Published 16 Feb 2023 in astro-ph.CO, astro-ph.GA, and hep-ph | (2302.08506v2)

Abstract: The 21-cm signal holds the key to understanding the first structure formation during cosmic dawn. Theoretical progress over the last decade has focused on simulations of this signal, given the nonlinear and nonlocal relation between initial conditions and observables (21-cm or reionization maps). Here, instead, we propose an {\it effective} and fully analytic model for the 21-cm signal during cosmic dawn. We take advantage of the exponential-like behavior of the local star-formation rate density (SFRD) against densities at early times to analytically find its correlation functions including nonlinearities.
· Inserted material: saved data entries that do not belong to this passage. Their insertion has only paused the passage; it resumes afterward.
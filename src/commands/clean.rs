use std::path::Path;

use anyhow::Result;
use tracing::info;

/// Delete report files (`<prefix>*.md`) from the current directory.
pub fn run(prefix: &str) -> Result<()> {
    let removed = clean_dir(Path::new("."), prefix)?;
    info!("existing reports removed: {} file(s)", removed);
    Ok(())
}

fn clean_dir(dir: &Path, prefix: &str) -> Result<usize> {
    let mut removed = 0;
    for entry in std::fs::read_dir(dir)? {
        let entry = entry?;
        if !entry.file_type()?.is_file() {
            continue;
        }
        let file_name = entry.file_name();
        let name = file_name.to_string_lossy();
        if name.starts_with(prefix) && name.ends_with(".md") {
            std::fs::remove_file(entry.path())?;
            info!("removed file: {}", name);
            removed += 1;
        }
    }
    Ok(removed)
}

#[cfg(test)]
mod tests {
    use super::*;

    fn scratch_dir(name: &str) -> std::path::PathBuf {
        let dir = std::env::temp_dir().join(format!("cookiescan-clean-{name}-{}", std::process::id()));
        let _ = std::fs::remove_dir_all(&dir);
        std::fs::create_dir_all(&dir).unwrap();
        dir
    }

    #[test]
    fn test_clean_removes_only_prefixed_reports() {
        let dir = scratch_dir("prefix");
        std::fs::write(dir.join("cookie-report2026.md"), "x").unwrap();
        std::fs::write(dir.join("cookie-report-old.md"), "x").unwrap();
        std::fs::write(dir.join("other-report.md"), "x").unwrap();
        std::fs::write(dir.join("cookie-report.txt"), "x").unwrap();

        let removed = clean_dir(&dir, "cookie-report").unwrap();
        assert_eq!(removed, 2);
        assert!(dir.join("other-report.md").exists());
        assert!(dir.join("cookie-report.txt").exists());

        std::fs::remove_dir_all(&dir).unwrap();
    }

    #[test]
    fn test_clean_empty_dir() {
        let dir = scratch_dir("empty");
        assert_eq!(clean_dir(&dir, "cookie-report").unwrap(), 0);
        std::fs::remove_dir_all(&dir).unwrap();
    }
}
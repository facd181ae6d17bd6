use once_cell::sync::Lazy;
use regex::Regex;

/// Purpose category assigned to a cookie.
#[derive(Debug, Clone, Copy, PartialEq, Eq)]
pub enum Classification {
    Essential,
    Performance,
    Marketing,
    Unknown,
}

impl Classification {
    pub fn as_str(&self) -> &'static str {
        match self {
            Classification::Essential => "Essential",
            Classification::Performance => "Performance",
            Classification::Marketing => "Marketing",
            Classification::Unknown => "Unknown",
        }
    }
}

// Ordered: first match wins, so pattern order changes outcomes.
// Performance is checked before Marketing before Essential.
static TYPE_PATTERNS: Lazy<Vec<(Classification, Regex)>> = Lazy::new(|| {
    vec![
        (
            Classification::Performance,
            Regex::new(r"(?i)_ga|_gid|_gat|analytics|segment|amplitude|mixpanel").unwrap(),
        ),
        (
            Classification::Marketing,
            Regex::new(r"(?i)ad|ads|doubleclick|fbp|fbc|marketing|pixel|gtm|gclid").unwrap(),
        ),
        (
            Classification::Essential,
            Regex::new(r"(?i)session|csrf|xsrf|auth|token|login|consent|prefs?").unwrap(),
        ),
    ]
});

/// Classify a cookie by name pattern, falling back to keywords in the
/// lookup snippet. Deterministic for fixed inputs.
pub fn classify(name: &str, lookup_snippet: &str) -> Classification {
    for (classification, pattern) in TYPE_PATTERNS.iter() {
        if pattern.is_match(name) {
            return *classification;
        }
    }
    if !lookup_snippet.is_empty() {
        let text = lookup_snippet.to_lowercase();
        if text.contains("analytics") || text.contains("performance") {
            return Classification::Performance;
        }
        if text.contains("advertising") || text.contains("marketing") {
            return Classification::Marketing;
        }
        if text.contains("session") || text.contains("security") {
            return Classification::Essential;
        }
    }
    Classification::Unknown
}
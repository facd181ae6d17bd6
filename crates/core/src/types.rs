use std::collections::HashSet;
use std::sync::Arc;

use serde::{Deserialize, Serialize};
use url::Url;

use crate::links::base_domain;
use crate::origin::OriginMap;

/// One cookie from the jar snapshot taken after crawling completes.
/// Immutable once captured; every record produces exactly one report row.
#[derive(Debug, Clone, Serialize, Deserialize)]
pub struct CookieRecord {
    pub name: String,
    pub value: String,
    pub domain: String,
    pub path: String,
    /// Expiry as unix seconds; `None` for session cookies.
    pub expires: Option<i64>,
    pub http_only: bool,
    pub secure: bool,
    pub same_site: Option<SameSite>,
}

#[derive(Debug, Clone, Copy, PartialEq, Eq, Serialize, Deserialize)]
pub enum SameSite {
    Strict,
    Lax,
    None,
}

impl SameSite {
    pub fn as_str(&self) -> &'static str {
        match self {
            SameSite::Strict => "Strict",
            SameSite::Lax => "Lax",
            SameSite::None => "None",
        }
    }
}

/// Per-run scan state. Created fresh at run start, threaded by
/// reference into the crawler and report builder, dropped at run end.
pub struct ScanSession {
    pub start_url: Url,
    /// Registrable base domain of the start host, used for
    /// first/third-party attribution.
    pub base_domain: String,
    /// Shared with every tab's response handler.
    pub origins: Arc<OriginMap>,
    visited: HashSet<String>,
}

impl ScanSession {
    pub fn new(start_url: Url) -> Self {
        let base_domain = base_domain(start_url.host_str().unwrap_or_default());
        Self {
            start_url,
            base_domain,
            origins: Arc::new(OriginMap::new()),
            visited: HashSet::new(),
        }
    }

    /// Record a link as visited. Returns false if it was already seen.
    pub fn mark_visited(&mut self, link: &str) -> bool {
        self.visited.insert(link.to_string())
    }

    pub fn visited_count(&self) -> usize {
        self.visited.len()
    }
}
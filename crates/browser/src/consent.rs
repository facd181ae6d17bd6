use headless_chrome::Tab;
use tracing::{debug, info};

use cookiescan_core::ScanError;

// Ordered: the first phrase with a visible match is clicked and the
// rest are skipped.
const CONSENT_PHRASES: &[&str] = &[
    "accept all cookies",
    "accept all",
    "i accept",
    "i agree",
];

fn consent_script() -> Result<String, ScanError> {
    let phrases = serde_json::to_string(CONSENT_PHRASES)
        .map_err(|e| ScanError::Browser(e.to_string()))?;
    // Visibility via getClientRects: offsetParent is null for
    // position:fixed banners even when they are on screen.
    Ok(format!(
        r#"
        (() => {{
            const phrases = {phrases};
            const candidates = Array.from(document.querySelectorAll(
                "button, a, [role='button'], input[type='button'], input[type='submit']"
            ));
            for (const phrase of phrases) {{
                for (const el of candidates) {{
                    const label = (el.innerText || el.value || "").trim().toLowerCase();
                    if (!label.includes(phrase)) continue;
                    if (el.getClientRects().length === 0) continue;
                    el.click();
                    return phrase;
                }}
            }}
            return null;
        }})()
        "#
    ))
}

/// Best-effort dismissal of a cookie-consent banner so the jar
/// reflects the "accepted" state. Finds the first visible button or
/// link whose text contains one of the affirmation phrases and clicks
/// it. Not finding one is not an error.
pub fn accept_cookie_banner(tab: &Tab) -> Result<bool, ScanError> {
    let script = consent_script()?;
    let result = tab
        .evaluate(&script, false)
        .map_err(|e| ScanError::Browser(e.to_string()))?;

    match result.value {
        Some(serde_json::Value::String(phrase)) => {
            info!(%phrase, "clicked consent banner");
            Ok(true)
        }
        _ => {
            debug!("no consent banner matched");
            Ok(false)
        }
    }
}

#[cfg(test)]
mod tests {
    use super::*;

    #[test]
    fn test_consent_script_embeds_phrases_in_order() {
        let script = consent_script().unwrap();
        let mut search_from = 0;
        for phrase in CONSENT_PHRASES {
            let pos = script[search_from..]
                .find(phrase)
                .unwrap_or_else(|| panic!("{phrase} missing or out of priority order"));
            search_from += pos + phrase.len();
        }
    }

    #[test]
    fn test_consent_script_visibility_check_handles_fixed_elements() {
        let script = consent_script().unwrap();
        assert!(script.contains("getClientRects().length === 0"));
        assert!(!script.contains("offsetParent"));
    }
}
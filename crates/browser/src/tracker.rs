use std::sync::Arc;

use headless_chrome::Tab;
use tracing::debug;

use cookiescan_core::setcookie::{directive_name, split_set_cookie_header};
use cookiescan_core::{OriginMap, ScanError};

/// Subscribe a tab's network responses to the shared origin map.
///
/// The handler runs on the browser transport thread for the lifetime
/// of the tab. It only performs set-if-absent writes, so concurrent
/// first-set races between tabs resolve to whichever response is
/// processed first.
pub fn attach_origin_tracker(tab: &Arc<Tab>, origins: Arc<OriginMap>) -> Result<(), ScanError> {
    tab.register_response_handling(
        "cookie-origin-tracker",
        Box::new(move |event_params, _fetch_body| {
            let response_url = &event_params.response.url;
            let headers = match serde_json::to_value(&event_params.response.headers) {
                Ok(v) => v,
                Err(_) => return,
            };
            let Some(header_value) = set_cookie_value(&headers) else {
                return;
            };
            for directive in split_set_cookie_header(header_value) {
                if let Some(name) = directive_name(&directive) {
                    if origins.record(&name, response_url) {
                        debug!(cookie = %name, url = %response_url, "first set-cookie response");
                    }
                }
            }
        }),
    )
    // register_response_handling returns any handler previously bound
    // under the same name; each tab gets exactly one, so drop it.
    .map(|_| ())
    .map_err(|e| ScanError::Browser(e.to_string()))
}

/// Case-insensitive lookup of the set-cookie header in a CDP header
/// object.
fn set_cookie_value(headers: &serde_json::Value) -> Option<&str> {
    headers
        .as_object()?
        .iter()
        .find(|(k, _)| k.eq_ignore_ascii_case("set-cookie"))
        .and_then(|(_, v)| v.as_str())
}

#[cfg(test)]
mod tests {
    use super::*;
    use serde_json::json;

    #[test]
    fn test_set_cookie_value_case_insensitive() {
        let headers = json!({"Content-Type": "text/html", "Set-Cookie": "sid=1; Path=/"});
        assert_eq!(set_cookie_value(&headers), Some("sid=1; Path=/"));

        let headers = json!({"set-cookie": "sid=2"});
        assert_eq!(set_cookie_value(&headers), Some("sid=2"));
    }

    #[test]
    fn test_set_cookie_value_absent() {
        let headers = json!({"content-length": "12"});
        assert_eq!(set_cookie_value(&headers), None);
        assert_eq!(set_cookie_value(&json!(null)), None);
    }
}
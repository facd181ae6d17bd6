mod cli;
mod commands;
mod scan;

use clap::Parser;
use tracing::error;

use cookiescan_core::ScanConfig;

use crate::cli::{Cli, Commands};

#[tokio::main]
async fn main() {
    tracing_subscriber::fmt()
        .with_env_filter(
            tracing_subscriber::EnvFilter::try_from_default_env()
                .unwrap_or_else(|_| tracing_subscriber::EnvFilter::new("info")),
        )
        .init();

    let cli = Cli::parse();

    let result = match cli.command {
        Commands::Scan {
            start_url,
            output,
            session_cookie_name,
            session_cookie_value,
            max_links,
            max_lookups,
            debug,
        } => {
            let config = ScanConfig {
                start_url,
                output_prefix: output,
                session_cookie_name,
                session_cookie_value,
                max_links,
                max_lookups,
                debug,
            };
            scan::run_scan(config).await
        }
        Commands::Clean { output } => commands::clean::run(&output),
    };

    if let Err(e) = result {
        error!(error = %e, "cookie scan failed");
        std::process::exit(1);
    }
}
//! The crawl pipeline: seed navigation, link traversal, cookie
//! snapshot, lookups, and report assembly.
//!
//! Only browser launch and the seed navigation are fatal. Everything
//! else (per-link navigation, consent clicks, settle waits, lookups)
//! is best-effort: logged and skipped, never aborting the run.

use std::path::Path;

use anyhow::Result;
use chrono::Utc;
use tracing::{info, warn};
use url::Url;

use cookiescan_browser::{
    accept_cookie_banner, attach_origin_tracker, ScanBrowser, SeedCookie, LINK_NAV_TIMEOUT,
    LINK_SETTLE_TIMEOUT, SEED_NAV_TIMEOUT, SEED_SETTLE_TIMEOUT,
};
use cookiescan_core::links::normalize_links;
use cookiescan_core::{ScanConfig, ScanError, ScanSession};
use cookiescan_lookup::CookieLookup;
use cookiescan_report::{build_rows, render_report, report_filename, write_report};

/// Degraded-error policy in one place: log the failure and continue.
fn best_effort<T>(label: &str, result: Result<T, ScanError>) -> Option<T> {
    match result {
        Ok(value) => Some(value),
        Err(e) => {
            warn!(error = %e, "{label} failed, continuing");
            None
        }
    }
}

pub async fn run_scan(config: ScanConfig) -> Result<()> {
    let start_url = Url::parse(&config.start_url)
        .map_err(|_| ScanError::InvalidUrl(config.start_url.clone()))?;
    let mut session = ScanSession::new(start_url.clone());

    // Init: launch, seed the jar, attach the tracker. All fatal.
    let browser = ScanBrowser::launch(config.debug)?;
    let seed_page = browser.new_tab()?;
    attach_origin_tracker(&seed_page, session.origins.clone())?;
    browser.seed_cookies(
        &seed_page,
        &[SeedCookie {
            name: config.session_cookie_name.clone(),
            value: config.session_cookie_value.clone(),
            url: start_url.to_string(),
        }],
    )?;

    // SeedLoaded: the one navigation whose failure aborts the run.
    info!("navigating to start URL: {}", start_url);
    browser.navigate(&seed_page, start_url.as_str(), SEED_NAV_TIMEOUT)?;
    best_effort("seed settle wait", browser.settle(&seed_page, SEED_SETTLE_TIMEOUT).await);
    best_effort("consent handling", accept_cookie_banner(&seed_page));

    // LinksDiscovered
    let hrefs =
        best_effort("link discovery", browser.collect_links(&seed_page)).unwrap_or_default();
    let links: Vec<String> = normalize_links(&hrefs)
        .into_iter()
        .take(config.max_links)
        .collect();
    info!("discovered {} crawlable links", links.len());

    // Traversing: strictly sequential, one tab at a time.
    for link in &links {
        if !session.mark_visited(link) {
            continue;
        }
        visit_link(&browser, &session, link).await;
    }

    // CookiesSnapshotted
    info!("visited {} links, extracting cookies", session.visited_count());
    let records = browser.snapshot_cookies(&seed_page)?;
    browser.close_tab(&seed_page);
    drop(browser);
    info!("extracted {} cookies, performing lookups", records.len());

    let lookups = match CookieLookup::new() {
        Ok(lookup) => lookup.lookup_all(&records, config.max_lookups).await,
        Err(e) => {
            warn!(error = %e, "lookup client unavailable, skipping lookups");
            Default::default()
        }
    };

    let now = Utc::now();
    let rows = build_rows(&records, &session.origins, &lookups, &session.base_domain, now);
    let report = render_report(start_url.as_str(), session.visited_count(), &rows, now);
    let filename = report_filename(&config.output_prefix, now);
    let path = write_report(Path::new(&filename), &report)?;
    info!("report written to {}", path.display());

    Ok(())
}

/// Visit one discovered link in a fresh tab. Every failure mode here
/// is non-fatal; the tab is closed regardless of outcome.
async fn visit_link(browser: &ScanBrowser, session: &ScanSession, link: &str) {
    let Some(tab) = best_effort("tab open", browser.new_tab()) else {
        return;
    };
    best_effort("tracker attach", attach_origin_tracker(&tab, session.origins.clone()));

    info!("visiting link: {}", link);
    if best_effort("link navigation", browser.navigate(&tab, link, LINK_NAV_TIMEOUT)).is_some() {
        best_effort("link settle wait", browser.settle(&tab, LINK_SETTLE_TIMEOUT).await);
        best_effort("consent handling", accept_cookie_banner(&tab));
    }
    browser.close_tab(&tab);
}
The SFRD acts as the building block to obtain the statistics of radiative fields (X-ray and Lyman-$\alpha$ fluxes), and therefore the 21-cm signal. We implement this model as the public Python package Zeus21. This code can fully predict the 21-cm global signal and power spectrum in $\sim 1$ s, with negligible memory requirements. When comparing against state-of-the-art semi-numerical simulations from 21CMFAST we find agreement to $\sim10\%$ precision in both the 21-cm global signal and power spectra, after accounting for a (previously missed) underestimation of adiabatic fluctuations in 21CMFAST. Zeus21 is modular, allowing the user to vary the astrophysical model for the first galaxies, and interfaces with the cosmological code CLASS, which enables searches for beyond standard-model cosmology in 21-cm data. This represents a step towards bringing 21-cm to the era of precision cosmology.